To know in more detail please go through this. Pytorch implementation
- Pretained Biobert model link
- Python version
- Spacy version
- PyTorch Version
$ git clone https://github.com/seemapatel151997/BIOBERT-Relation-Extraction.git
Install all required python packages
$ pip install -r requirements.txt
To use BioBERT(biobert_v1.1_pubmed), download & unzip the pretrained model to ./additional_models folder.
run bash script to convert from tensorflow into pytorch version of the model.

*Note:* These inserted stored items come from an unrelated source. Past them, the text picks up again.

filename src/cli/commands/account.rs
use clap::Subcommand;
use serde_json::{json, Value};

use crate::cli::utils::{output_error, output_record, output_records, output_success, parse_filter, read_stdin_json};
use crate::cli::OutputFormat;
use crate::config::ConnectorConfig;
use crate::record::Record;

#[derive(Subcommand)]
pub enum AccountCommands {
    #[command(about = "Fetch one account by id")]
    Find {
        #[arg(help = "Account id")]
        id: String,
        #[arg(long, help = "Expansions to include, e.g. customData")]
        include: Vec<String>,
    },

    #[command(about = "Check whether an account exists")]
    Exists {
        #[arg(help = "Account id")]
        id: String,
    },

    #[command(about = "Create account(s) from a JSON object or array on stdin")]
    Create,

    #[command(about = "Update by id or email, or create, from a JSON object on stdin")]
    Upsert,

    #[command(about = "List accounts matching a filter")]
    List {
        #[arg(long, help = "JSON filter: {\"where\": {...}, \"include\": [...], \"limit\": N}")]
        filter: Option<String>,
    },

    #[command(about = "Count accounts matching a filter")]
    Count {
        #[arg(long, help = "JSON filter")]
        filter: Option<String>,
    },

    #[command(about = "Apply fields to every account matching a filter")]
    Update {
        #[arg(long, help = "JSON filter")]
        filter: Option<String>,
        #[arg(long, help = "JSON object of fields to apply")]
        data: String,
    },

    #[command(about = "Delete every account matching a filter")]
    Destroy {
        #[arg(long, help = "JSON filter")]
        filter: Option<String>,
        #[arg(long, help = "Confirm deletion")]
        yes: bool,
    },
}

pub async fn handle(cmd: AccountCommands, config: ConnectorConfig, output_format: OutputFormat) -> anyhow::Result<()> {
    let connector = super::connector(config)?;

    match cmd {
        AccountCommands::Find { id, include } => {
            let record = connector.find_with(&id, &include).await?;
            output_record(&output_format, &record)
        }
        AccountCommands::Exists { id } => {
            let exists = connector.exists(&id).await?;
            let message = if exists {
                format!("Account {} exists", id)
            } else {
                format!("Account {} does not exist", id)
            };
            output_success(&output_format, &message, Some(json!({ "exists": exists })))
        }
        AccountCommands::Create => match read_stdin_json()? {
            Value::Array(items) => {
                let records = items
                    .into_iter()
                    .map(Record::from_json)
                    .collect::<Result<Vec<_>, _>>()?;
                let ids = connector.create_many(records).await?;
                output_success(&output_format, &format!("Created {} accounts", ids.len()), Some(json!({ "ids": ids })))
            }
            value => {
                let id = connector.create(Record::from_json(value)?).await?;
                output_success(&output_format, &format!("Created account {}", id), Some(json!({ "id": id })))
            }
        },
        AccountCommands::Upsert => {
            let record = connector.update_or_create(Record::from_json(read_stdin_json()?)?).await?;
            output_record(&output_format, &record)
        }
        AccountCommands::List { filter } => {
            let records = connector.all(parse_filter(filter.as_deref())?).await?;
            output_records(&output_format, &records)
        }
        AccountCommands::Count { filter } => {
            let count = connector.count(parse_filter(filter.as_deref())?).await?;
            output_success(&output_format, &format!("{} accounts", count), Some(json!({ "count": count })))
        }
        AccountCommands::Update { filter, data } => {
            let fields = match serde_json::from_str::<Value>(&data)? {
                Value::Object(fields) => fields,
                _ => {
                    output_error(&output_format, "--data must be a JSON object", Some("VALIDATION_ERROR"))?;
                    anyhow::bail!("invalid --data");
                }
            };
            let updated = connector.update_all(parse_filter(filter.as_deref())?, fields).await?;
            output_success(&output_format, &format!("Updated {} accounts", updated), Some(json!({ "count": updated })))
        }
        AccountCommands::Destroy { filter, yes } => {
            if !yes {
                output_error(&output_format, "Refusing to delete without --yes", Some("CONFIRMATION_REQUIRED"))?;
                anyhow::bail!("deletion not confirmed");
            }
            let deleted = connector.destroy_all(parse_filter(filter.as_deref())?).await?;
            output_success(&output_format, &format!("Deleted {} accounts", deleted), Some(json!({ "count": deleted })))
        }
    }
}
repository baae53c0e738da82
//! Shape conversion between caller records and remote accounts.

use crate::error::ConnectorError;
use crate::locator::locator_to_id;
use crate::record::{normalize_email, Record};
use crate::store::{Account, CustomData, NewAccount};

/// Project an account onto the flat record shape.
///
/// `customData` is only present when the account was fetched with it expanded.
pub fn account_to_record(account: &Account) -> Result<Record, ConnectorError> {
    Ok(Record {
        id: Some(locator_to_id(&account.href)?),
        given_name: account.given_name.clone(),
        surname: account.surname.clone(),
        middle_name: account.middle_name.clone(),
        email: account.email.clone(),
        password: None,
        custom_data: account.custom_data.as_ref().map(|data| data.fields.clone()),
        extra: Default::default(),
    })
}

/// Overlay a record onto an existing account.
///
/// Standard fields are copied only when the incoming value is present and non-blank;
/// the account keeps its value otherwise. Every non-reserved key goes into custom data.
pub fn merge_record_into_account(account: &mut Account, record: &Record) {
    overlay(&mut account.given_name, &record.given_name);
    overlay(&mut account.surname, &record.surname);
    overlay(&mut account.middle_name, &record.middle_name);
    if let Some(email) = record.normalized_email() {
        account.email = Some(email);
    }
    if let Some(password) = record.password.as_deref().filter(|p| !p.is_empty()) {
        account.password = Some(password.to_string());
    }

    let fields = record.custom_fields();
    if !fields.is_empty() {
        let data: &mut CustomData = account.custom_data_mut();
        data.fields.extend(fields);
    }
}

fn overlay(target: &mut Option<String>, incoming: &Option<String>) {
    if let Some(value) = incoming.as_deref().filter(|v| !v.trim().is_empty()) {
        *target = Some(value.to_string());
    }
}

/// Creation payload for a record; email is stored normalized
pub fn new_account_from_record(record: &Record) -> NewAccount {
    NewAccount {
        username: None,
        email: record.normalized_email(),
        given_name: record.given_name.clone(),
        middle_name: record.middle_name.clone(),
        surname: record.surname.clone(),
        password: record.password.clone(),
        custom_data: record.custom_fields(),
    }
}

pub fn emails_match(account: &Account, normalized: &str) -> bool {
    account.email.as_deref().map(normalize_email).as_deref() == Some(normalized)
}
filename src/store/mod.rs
//! Remote account store: the collaborator every connector operation talks to.
//!
//! [`HttpAccountStore`] speaks the identity service's REST dialect;
//! [`MemoryAccountStore`] keeps everything in process for tests and demos.

pub mod error;
pub mod http;
pub mod memory;
pub mod models;

use async_trait::async_trait;

pub use error::StoreError;
pub use http::HttpAccountStore;
pub use memory::{FaultPoint, MemoryAccountStore};
pub use models::{
    Account, AccountQuery, AccountStatus, Application, CustomData, LoginAttempt, NewAccount, Page,
    ResourceRef,
};

#[async_trait]
pub trait AccountStore: Send + Sync {
    /// Resolve the application scope by href
    async fn get_application(&self, href: &str) -> Result<Application, StoreError>;

    async fn create_account(
        &self,
        application: &Application,
        account: &NewAccount,
    ) -> Result<Account, StoreError>;

    /// Fetch one account; custom data is only materialized when `expand_custom_data` is set
    async fn get_account(&self, href: &str, expand_custom_data: bool) -> Result<Account, StoreError>;

    async fn search_accounts(
        &self,
        application: &Application,
        query: &AccountQuery,
        offset: usize,
        limit: usize,
    ) -> Result<Page<Account>, StoreError>;

    /// Persist the standard fields (and password, when set)
    async fn save_account(&self, account: &Account) -> Result<(), StoreError>;

    /// Persist the account's custom data fields
    async fn save_custom_data(&self, account: &Account) -> Result<(), StoreError>;

    async fn delete_account(&self, href: &str) -> Result<(), StoreError>;

    /// Check credentials; returns the href of the authenticated account
    async fn authenticate_account(
        &self,
        application: &Application,
        attempt: &LoginAttempt,
    ) -> Result<String, StoreError>;
}
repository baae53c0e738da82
use serde_json::Value;
use tracing::debug;

use super::error::FilterError;
use super::filter_where::FilterWhere;
use super::types::{Expansion, FilterData};
use crate::store::AccountQuery;

pub struct Filter {
    where_data: Option<Value>,
    expansions: Vec<Expansion>,
    limit: Option<usize>,
}

impl Filter {
    pub fn new() -> Self {
        Self {
            where_data: None,
            expansions: vec![],
            limit: None,
        }
    }

    pub fn from_data(data: FilterData) -> Result<Self, FilterError> {
        let mut filter = Self::new();
        filter.assign(data)?;
        Ok(filter)
    }

    pub fn assign(&mut self, data: FilterData) -> Result<&mut Self, FilterError> {
        if let Some(where_clause) = data.where_clause { self.where_clause(where_clause)?; }
        self.include(&data.include);
        if let Some(limit) = data.limit { self.limit(limit)?; }
        Ok(self)
    }

    pub fn where_clause(&mut self, conditions: Value) -> Result<&mut Self, FilterError> {
        FilterWhere::validate(&conditions)?;
        self.where_data = Some(conditions);
        Ok(self)
    }

    pub fn include(&mut self, names: &[String]) -> &mut Self {
        for name in names {
            match Expansion::parse(name) {
                Some(expansion) if !self.expansions.contains(&expansion) => self.expansions.push(expansion),
                Some(_) => {}
                None => debug!("Ignoring unknown include '{}'", name),
            }
        }
        self
    }

    pub fn limit(&mut self, limit: i64) -> Result<&mut Self, FilterError> {
        if limit < 0 { return Err(FilterError::InvalidLimit("Limit must be non-negative".to_string())); }
        self.limit = Some(usize::try_from(limit).unwrap_or(usize::MAX));
        Ok(self)
    }

    pub fn limit_value(&self) -> Option<usize> {
        self.limit
    }

    pub fn expands(&self, expansion: Expansion) -> bool {
        self.expansions.contains(&expansion)
    }

    /// Search used to list records: conditions plus requested expansions
    pub fn to_query(&self) -> Result<AccountQuery, FilterError> {
        let mut query = self.to_count_query()?;
        query.expand_custom_data = self.expands(Expansion::CustomData);
        Ok(query)
    }

    /// Search used when only the size of the result set matters
    pub fn to_count_query(&self) -> Result<AccountQuery, FilterError> {
        match self.where_data {
            Some(ref where_data) => FilterWhere::generate(where_data),
            None => Ok(AccountQuery::new()),
        }
    }
}

impl Default for Filter {
    fn default() -> Self {
        Self::new()
    }
}
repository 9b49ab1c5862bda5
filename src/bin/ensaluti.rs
use anyhow::Result;
use ensaluti::cli;

#[tokio::main]
async fn main() -> Result<()> {
    let action = cli::start()?;

    let result = action.execute().await;

    cli::telemetry::shutdown_tracer();

    result
}
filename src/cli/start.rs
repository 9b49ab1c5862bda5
use crate::cli::{actions::Action, commands, dispatch, telemetry};
use anyhow::Result;

/// Map verbosity count to tracing level
const fn get_verbosity_level(verbosity: u8) -> Option<tracing::Level> {
    match verbosity {
        0 => None,
        1 => Some(tracing::Level::WARN),
        2 => Some(tracing::Level::INFO),
        3 => Some(tracing::Level::DEBUG),
        _ => Some(tracing::Level::TRACE),
    }
}

/// Main entry point for the CLI - builds and returns the Action
///
/// # Errors
///
/// Returns an error if argument parsing, telemetry initialization, or action dispatch fails
pub fn start() -> Result<Action> {
    let matches = commands::new().get_matches();

    let verbosity_level = get_verbosity_level(
        matches
            .get_one::<u8>(commands::logging::ARG_VERBOSITY)
            .copied()
            .unwrap_or(0),
    );

    telemetry::init(verbosity_level)?;

    let action = dispatch::handler(&matches)?;

    Ok(action)
}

Run main_task.py with arguments below. Requires SemEval2010 Task 8 dataset, available here. Download & unzip to ./data/ folder.
$ python main_task.py \
--train_data ./data/SemEval2010_task8_all_data/SemEval2010_task8_training/TRAIN_FILE.TXT \
--test_data ./data/SemEval2010_task8_all_data/SemEval2010_task8_testing_keys/TEST_FILE_FULL.TXT \
--use_pretrained_blanks 0 \
--num_classes 19 \
--batch_size 128 \
--gradient_acc_steps 2 \
--max_norm 1.0 \
--fp16 0 \
--num_epochs 50 \
--lr 0.00001 \
--model_no 2 \
--model_size 'bert-base-uncased' \
--train 1 \
--infer 0
The script can also automatically detect potential entities in an input sentence, in which case all possible relation combinations are inferred.
Set infer=1 to enable inference mode and train=0 to disable training mode. model_no=2 to use the fine-tuned BioBERT model.
$ python main_task.py \
--train 0 \
--infer 1 \
--model_no 2 \
--input_sent "The COVID-19 pandemic, also known as the coronavirus pandemic, is an ongoing global pandemic of coronavirus disease 2019 (COVID‑19) caused by severe acute respiratory syndrome coronavirus 2 (SARS-CoV-2)."